Collected data entries =>
──────

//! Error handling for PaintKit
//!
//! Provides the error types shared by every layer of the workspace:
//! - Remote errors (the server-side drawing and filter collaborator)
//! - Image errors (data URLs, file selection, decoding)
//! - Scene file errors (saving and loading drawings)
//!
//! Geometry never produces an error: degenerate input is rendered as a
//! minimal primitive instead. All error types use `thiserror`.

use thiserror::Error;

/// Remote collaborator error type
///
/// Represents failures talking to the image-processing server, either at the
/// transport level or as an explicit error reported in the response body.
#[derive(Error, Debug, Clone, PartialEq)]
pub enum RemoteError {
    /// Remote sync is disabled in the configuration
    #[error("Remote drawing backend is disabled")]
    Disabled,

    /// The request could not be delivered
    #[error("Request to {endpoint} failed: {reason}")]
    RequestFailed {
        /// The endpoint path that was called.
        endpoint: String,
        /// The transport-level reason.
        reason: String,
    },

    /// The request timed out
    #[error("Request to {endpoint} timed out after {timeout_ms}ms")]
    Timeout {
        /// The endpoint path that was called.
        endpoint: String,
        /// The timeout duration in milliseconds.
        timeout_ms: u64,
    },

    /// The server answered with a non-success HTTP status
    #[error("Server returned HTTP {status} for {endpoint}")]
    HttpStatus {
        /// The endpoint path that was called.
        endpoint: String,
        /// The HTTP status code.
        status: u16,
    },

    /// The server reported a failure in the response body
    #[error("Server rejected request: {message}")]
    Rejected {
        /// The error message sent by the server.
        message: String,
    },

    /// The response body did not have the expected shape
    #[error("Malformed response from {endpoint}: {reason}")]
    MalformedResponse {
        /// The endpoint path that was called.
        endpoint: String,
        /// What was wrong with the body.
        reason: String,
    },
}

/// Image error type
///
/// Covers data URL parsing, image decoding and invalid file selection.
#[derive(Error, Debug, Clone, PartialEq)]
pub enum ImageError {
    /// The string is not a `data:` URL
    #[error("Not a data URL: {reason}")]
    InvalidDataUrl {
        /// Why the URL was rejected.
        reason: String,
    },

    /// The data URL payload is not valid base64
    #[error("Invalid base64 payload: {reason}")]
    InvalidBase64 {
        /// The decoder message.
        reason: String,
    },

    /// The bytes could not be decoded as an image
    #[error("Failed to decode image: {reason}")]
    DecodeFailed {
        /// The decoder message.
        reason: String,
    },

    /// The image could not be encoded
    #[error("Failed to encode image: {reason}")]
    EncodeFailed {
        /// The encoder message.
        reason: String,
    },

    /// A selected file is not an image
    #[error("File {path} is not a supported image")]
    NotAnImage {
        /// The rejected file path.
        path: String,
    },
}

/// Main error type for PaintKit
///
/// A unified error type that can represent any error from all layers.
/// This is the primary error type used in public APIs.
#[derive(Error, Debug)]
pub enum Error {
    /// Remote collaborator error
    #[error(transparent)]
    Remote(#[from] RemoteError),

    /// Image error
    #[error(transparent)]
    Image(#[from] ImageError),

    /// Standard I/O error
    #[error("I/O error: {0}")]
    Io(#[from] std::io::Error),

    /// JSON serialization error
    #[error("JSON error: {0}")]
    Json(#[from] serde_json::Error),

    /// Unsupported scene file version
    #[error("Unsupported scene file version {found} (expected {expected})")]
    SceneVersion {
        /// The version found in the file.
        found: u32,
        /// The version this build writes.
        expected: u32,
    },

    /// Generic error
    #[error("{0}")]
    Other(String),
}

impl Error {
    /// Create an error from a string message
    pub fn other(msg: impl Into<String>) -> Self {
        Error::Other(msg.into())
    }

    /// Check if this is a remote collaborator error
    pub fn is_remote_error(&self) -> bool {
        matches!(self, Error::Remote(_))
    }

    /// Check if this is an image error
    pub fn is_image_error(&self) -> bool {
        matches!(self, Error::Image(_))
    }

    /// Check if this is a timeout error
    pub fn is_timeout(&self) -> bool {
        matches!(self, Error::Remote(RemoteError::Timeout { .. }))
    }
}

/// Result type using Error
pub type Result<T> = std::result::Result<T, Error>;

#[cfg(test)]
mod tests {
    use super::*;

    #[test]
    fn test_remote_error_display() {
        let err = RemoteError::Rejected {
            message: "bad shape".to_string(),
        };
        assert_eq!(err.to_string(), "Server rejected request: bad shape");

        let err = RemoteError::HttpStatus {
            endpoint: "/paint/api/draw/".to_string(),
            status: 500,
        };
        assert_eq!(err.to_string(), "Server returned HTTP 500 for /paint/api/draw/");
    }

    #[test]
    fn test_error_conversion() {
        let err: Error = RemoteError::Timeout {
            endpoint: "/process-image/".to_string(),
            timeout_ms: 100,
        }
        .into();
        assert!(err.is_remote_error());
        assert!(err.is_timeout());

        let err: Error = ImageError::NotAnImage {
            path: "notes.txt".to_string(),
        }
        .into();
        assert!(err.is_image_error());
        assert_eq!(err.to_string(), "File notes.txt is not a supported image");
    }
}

──────

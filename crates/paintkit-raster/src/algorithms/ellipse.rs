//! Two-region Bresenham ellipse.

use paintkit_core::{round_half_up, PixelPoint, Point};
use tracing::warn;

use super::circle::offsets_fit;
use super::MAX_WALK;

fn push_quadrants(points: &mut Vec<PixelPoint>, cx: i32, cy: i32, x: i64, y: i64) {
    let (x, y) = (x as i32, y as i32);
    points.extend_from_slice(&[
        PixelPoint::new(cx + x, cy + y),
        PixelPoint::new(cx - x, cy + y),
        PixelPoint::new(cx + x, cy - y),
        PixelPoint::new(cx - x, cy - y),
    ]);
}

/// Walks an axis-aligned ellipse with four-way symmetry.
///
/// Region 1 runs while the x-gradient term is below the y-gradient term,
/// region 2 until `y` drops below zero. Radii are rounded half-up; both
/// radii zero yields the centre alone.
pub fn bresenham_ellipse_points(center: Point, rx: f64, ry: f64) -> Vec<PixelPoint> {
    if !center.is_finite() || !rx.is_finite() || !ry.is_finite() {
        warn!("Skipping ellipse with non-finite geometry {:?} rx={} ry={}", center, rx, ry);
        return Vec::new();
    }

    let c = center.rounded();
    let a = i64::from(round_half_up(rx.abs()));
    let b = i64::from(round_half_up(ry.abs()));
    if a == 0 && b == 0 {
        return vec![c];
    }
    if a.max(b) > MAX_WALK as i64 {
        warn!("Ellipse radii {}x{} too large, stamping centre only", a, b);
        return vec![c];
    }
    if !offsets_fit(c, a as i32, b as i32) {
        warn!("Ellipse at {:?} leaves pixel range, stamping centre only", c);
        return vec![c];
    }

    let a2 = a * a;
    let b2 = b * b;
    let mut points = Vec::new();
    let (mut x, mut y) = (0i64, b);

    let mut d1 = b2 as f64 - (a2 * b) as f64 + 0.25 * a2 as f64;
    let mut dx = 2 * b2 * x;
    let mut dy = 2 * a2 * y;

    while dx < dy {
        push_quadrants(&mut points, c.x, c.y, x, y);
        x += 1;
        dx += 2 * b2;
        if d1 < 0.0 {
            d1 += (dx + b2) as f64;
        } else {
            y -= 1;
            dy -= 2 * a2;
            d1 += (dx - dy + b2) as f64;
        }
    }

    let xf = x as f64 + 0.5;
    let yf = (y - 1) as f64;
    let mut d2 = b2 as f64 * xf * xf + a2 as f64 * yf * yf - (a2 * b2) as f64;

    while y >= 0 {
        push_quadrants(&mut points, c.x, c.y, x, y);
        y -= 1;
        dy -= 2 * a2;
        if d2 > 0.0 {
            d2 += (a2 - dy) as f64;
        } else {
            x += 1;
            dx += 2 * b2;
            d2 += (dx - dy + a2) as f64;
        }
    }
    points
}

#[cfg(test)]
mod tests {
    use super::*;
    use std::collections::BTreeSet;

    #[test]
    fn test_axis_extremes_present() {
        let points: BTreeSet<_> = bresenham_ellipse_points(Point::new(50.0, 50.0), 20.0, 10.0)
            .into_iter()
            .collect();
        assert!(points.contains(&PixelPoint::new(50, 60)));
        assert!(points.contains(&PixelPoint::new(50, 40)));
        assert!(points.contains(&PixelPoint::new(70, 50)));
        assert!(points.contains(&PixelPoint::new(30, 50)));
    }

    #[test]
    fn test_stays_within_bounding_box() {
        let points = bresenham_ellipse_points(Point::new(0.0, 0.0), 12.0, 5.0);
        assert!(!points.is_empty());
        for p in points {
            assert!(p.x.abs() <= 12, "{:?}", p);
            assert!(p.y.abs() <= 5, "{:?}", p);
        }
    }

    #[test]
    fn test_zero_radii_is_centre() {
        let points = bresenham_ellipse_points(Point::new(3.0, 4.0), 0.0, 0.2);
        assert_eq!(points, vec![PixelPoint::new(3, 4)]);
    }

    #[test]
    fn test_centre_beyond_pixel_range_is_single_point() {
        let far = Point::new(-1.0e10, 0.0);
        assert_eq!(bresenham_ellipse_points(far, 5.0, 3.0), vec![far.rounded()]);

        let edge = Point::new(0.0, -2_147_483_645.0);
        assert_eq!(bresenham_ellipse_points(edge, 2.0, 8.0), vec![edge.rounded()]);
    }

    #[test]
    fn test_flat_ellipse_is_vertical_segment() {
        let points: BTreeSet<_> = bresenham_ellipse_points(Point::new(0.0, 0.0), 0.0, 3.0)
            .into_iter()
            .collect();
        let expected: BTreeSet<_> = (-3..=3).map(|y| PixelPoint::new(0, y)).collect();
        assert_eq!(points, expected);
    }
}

──────

EXERCISE DIRECTIONS => There is a line with "for p in points" and a line with "assert_eq!(points, vec![PixelPoint::new(3, 4)]);" above. Copy exactly those two lines and all lines between them, with nothing else.

EXPECTED ANSWER =>
        for p in points {
            assert!(p.x.abs() <= 12, "{:?}", p);
            assert!(p.y.abs() <= 5, "{:?}", p);
        }
    }

    #[test]
    fn test_zero_radii_is_centre() {
        let points = bresenham_ellipse_points(Point::new(3.0, 4.0), 0.0, 0.2);
        assert_eq!(points, vec![PixelPoint::new(3, 4)]);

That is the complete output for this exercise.